It didn't matter, she told herself. If one meant to excuse David for murder, one had bloody well better be prepared to excuse Fiona—to excuse everybody, in fact, because Francis was a swine who should have been hanged long since. It didn't matter who killed him or why. Justice had already been done.

So much for English justice, she thought bleakly as the carriage turned into the square. So much for her morals. So much for Andrew's efforts to make a decent human being of her. All she'd learned was how to pretend to be decent. Under the skin, she was Jonas Bridgeburton's daughter. The instant morality inconvenienced her, she knocked it down and ground it under her heel.

She doubted, in fact, that she'd truly wanted to solve the murder in the first place. It wasn't her conscience that had driven her to Quentin, but Esmond. She'd confessed the smaller crime so that he'd believe she hadn't committed the greater one. Very likely her intuition had told her Quentin would send for Esmond.

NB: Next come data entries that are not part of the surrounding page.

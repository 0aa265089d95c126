use crate::error::{RepairError, Result};

/// Fixed header: kind byte, three pad bytes, payload length u32 LE.
pub const RECORD_HEADER_SIZE: usize = 8;
/// crc32 of the payload, appended after the payload bytes.
pub const RECORD_TRAILER_SIZE: usize = 4;

#[repr(u8)]
#[derive(Debug, Copy, Clone, Eq, PartialEq)]
pub enum RecordKind {
    Document = 0x01,
}

impl RecordKind {
    pub fn from_byte(byte: u8) -> Result<Self> {
        match byte {
            0x01 => Ok(Self::Document),
            other => Err(RepairError::Corruption(format!(
                "unknown record kind: 0x{other:02X}"
            ))),
        }
    }

    pub fn to_byte(self) -> u8 {
        self as u8
    }
}

#[derive(Debug, Copy, Clone, Eq, PartialEq)]
pub struct RecordHeader {
    pub kind: RecordKind,
    pub payload_length: u32,
}

impl RecordHeader {
    pub fn from_bytes(bytes: &[u8]) -> Result<Self> {
        if bytes.len() < RECORD_HEADER_SIZE {
            return Err(RepairError::Corruption("record header truncated".into()));
        }
        let kind = RecordKind::from_byte(bytes[0])?;
        let payload_length =
            u32::from_le_bytes(bytes[4..8].try_into().expect("slice has exactly 4 bytes"));
        Ok(Self {
            kind,
            payload_length,
        })
    }

    /// Total on-disk length of the record this header describes.
    pub fn record_length(&self) -> usize {
        RECORD_HEADER_SIZE + self.payload_length as usize + RECORD_TRAILER_SIZE
    }
}

/// Frames a payload as header + payload + crc32 trailer.
pub fn encode_record(kind: RecordKind, payload: &[u8]) -> Vec<u8> {
    let mut buffer =
        Vec::with_capacity(RECORD_HEADER_SIZE + payload.len() + RECORD_TRAILER_SIZE);
    buffer.push(kind.to_byte());
    buffer.extend_from_slice(&[0; 3]);
    buffer.extend_from_slice(&(payload.len() as u32).to_le_bytes());
    buffer.extend_from_slice(payload);
    buffer.extend_from_slice(&crc32fast::hash(payload).to_le_bytes());
    buffer
}

/// Verifies the trailer checksum and returns the payload slice of a full
/// record buffer (header included). `offset` is only used for diagnostics.
pub fn verify_record(bytes: &[u8], offset: u64) -> Result<&[u8]> {
    let header = RecordHeader::from_bytes(bytes)?;
    let record_len = header.record_length();
    if bytes.len() < record_len {
        return Err(RepairError::Corruption(format!(
            "record at offset {offset} extends past end of log"
        )));
    }
    let payload = &bytes[RECORD_HEADER_SIZE..RECORD_HEADER_SIZE + header.payload_length as usize];
    let stored = u32::from_le_bytes(
        bytes[record_len - RECORD_TRAILER_SIZE..record_len]
            .try_into()
            .expect("slice has exactly 4 bytes"),
    );
    if crc32fast::hash(payload) != stored {
        return Err(RepairError::Corruption(format!(
            "checksum mismatch for record at offset {offset}"
        )));
    }
    Ok(payload)
}
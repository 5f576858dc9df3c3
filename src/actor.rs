//! Actor identity, stored user profiles and the authorization policy
//!
//! Every mutating service operation consults this module instead of
//! repeating its own role and ownership checks.
use chrono::Utc;

use crate::error::PermissionError;
use crate::request::{CdtRequest, TimeStamp};

#[derive(minicbor::Encode, minicbor::Decode, Debug, Clone, Copy, PartialEq, Eq)]
pub enum Role {
    #[n(0)]
    Client,
    #[n(1)]
    Admin,
}

/// The authenticated caller of a service operation, as delivered by the
/// identity provider. An empty `uid` means the session never signed in.
#[derive(Debug, Clone)]
pub struct Actor {
    pub uid: String,
    pub email: String,
    pub display_name: String,
    pub role: Role,
}

impl Actor {
    pub fn client(uid: &str, display_name: &str) -> Self {
        Self {
            uid: uid.to_string(),
            email: String::new(),
            display_name: display_name.to_string(),
            role: Role::Client,
        }
    }
    pub fn admin(uid: &str, display_name: &str) -> Self {
        Self {
            uid: uid.to_string(),
            email: String::new(),
            display_name: display_name.to_string(),
            role: Role::Admin,
        }
    }
    pub fn with_email(mut self, email: &str) -> Self {
        self.email = email.to_string();
        self
    }
    pub fn is_admin(&self) -> bool {
        self.role == Role::Admin
    }
}

/// Who performed the last mutation, kept only when that was an admin.
#[derive(minicbor::Encode, minicbor::Decode, Debug, Clone, PartialEq, Eq)]
pub struct AuditStamp {
    #[n(0)]
    pub admin_id: String,
    #[n(1)]
    pub admin_name: String,
}

impl AuditStamp {
    /// Stamp for this actor, `None` for non-admins.
    pub fn of(actor: &Actor) -> Option<Self> {
        actor.is_admin().then(|| Self {
            admin_id: actor.uid.clone(),
            admin_name: actor.display_name.clone(),
        })
    }
}

/// Per-user profile document, created lazily on the first write and
/// touched on later ones.
#[derive(minicbor::Encode, minicbor::Decode, Debug, Clone, PartialEq, Eq)]
pub struct UserProfile {
    #[n(0)]
    pub uid: String,
    #[n(1)]
    pub email: String,
    #[n(2)]
    pub display_name: String,
    #[n(3)]
    pub role: Role,
    #[n(4)]
    pub created_at: TimeStamp<Utc>,
    #[n(5)]
    pub last_seen: TimeStamp<Utc>,
}

/// Can this actor edit the request right now? Admins always can; the
/// owner only while the request has not left the editable states.
pub fn authorize_edit(actor: &Actor, request: &CdtRequest) -> Result<(), PermissionError> {
    if actor.is_admin() {
        return Ok(());
    }
    if actor.uid != request.owner_id {
        return Err(PermissionError::NotOwner);
    }
    if !request.status.client_editable() {
        return Err(PermissionError::EditLocked(request.status));
    }
    Ok(())
}

/// Deletion is unconditional for admins, draft-only for the owner.
pub fn authorize_delete(actor: &Actor, request: &CdtRequest) -> Result<(), PermissionError> {
    if actor.is_admin() {
        return Ok(());
    }
    if actor.uid != request.owner_id {
        return Err(PermissionError::NotOwner);
    }
    if !request.status.client_deletable() {
        return Err(PermissionError::DeleteLocked(request.status));
    }
    Ok(())
}

pub fn require_admin(actor: &Actor) -> Result<(), PermissionError> {
    if actor.is_admin() {
        Ok(())
    } else {
        Err(PermissionError::AdminOnly)
    }
}
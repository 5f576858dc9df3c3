use crate::request::RequestStatus;

/// Input failed a rule before anything touched the store. Messages are
/// user-facing and name the violated constraint.
#[derive(thiserror::Error, Debug, Clone, PartialEq, Eq)]
pub enum ValidationError {
    #[error("user is not authenticated")]
    NotAuthenticated,
    #[error("select a product")]
    ProductRequired,
    #[error("amount must be between $250,000 and $500,000,000")]
    AmountOutOfRange,
    #[error("amount must be greater than zero")]
    AmountNotPositive,
    #[error("amount must not exceed $500,000,000")]
    AmountAboveCeiling,
    #[error("select a term")]
    TermRequired,
    #[error("{0} months is not an allowed term")]
    TermNotAllowed(u32),
    #[error("\"{0}\" is not a valid request status")]
    UnknownStatus(String),
}

/// Actor lacks the role or ownership the mutation requires. Detected
/// locally, the operation aborts before any partial state change.
#[derive(thiserror::Error, Debug, Clone, PartialEq, Eq)]
pub enum PermissionError {
    #[error("only the owner or an administrator can modify this request")]
    NotOwner,
    #[error("request cannot be edited while {0}")]
    EditLocked(RequestStatus),
    #[error("only a draft request can be deleted, current status is {0}")]
    DeleteLocked(RequestStatus),
    #[error("administrator role is required for this action")]
    AdminOnly,
}

#[derive(thiserror::Error, Debug, Clone, PartialEq, Eq)]
pub enum StoreError {
    #[error("request {0} does not exist")]
    RequestNotFound(String),
    #[error("user {0} does not exist")]
    UserNotFound(String),
}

At any rate, common sense surely must have told her that Esmond could solve the murder without her help. She could have refused to become involved, or at least, so deeply involved. Instead, for every inch Esmond had offered her, she'd demanded a mile. From helping to partnership...to possession.

Because it was Esmond she was obsessed with solving. It was his heart she'd been trying to unlock with her clumsy pick.

Last night she'd actually begged. What next? she wondered, turning away from the carriage window and the steady drizzle outside.

Groveling, she answered herself. Sinking lower and lower. That was all that could happen. Esmond knew what she was doing and he'd told her loud and clear last night that she was doomed to failure. She'd begged, nearly wept—and he had turned his back and walked out.

She clenched her hands.

She would never, never humiliate herself so again. She would rather be hanged, shot, burned at the stake.

He'd only broken her heart. She'd recover. She had merely to shut the door on him, then pick up the pieces, put them back together, and get on with her life. She'd done it before. She'd shut Francis out, even though she was bound to him. This would be simpler.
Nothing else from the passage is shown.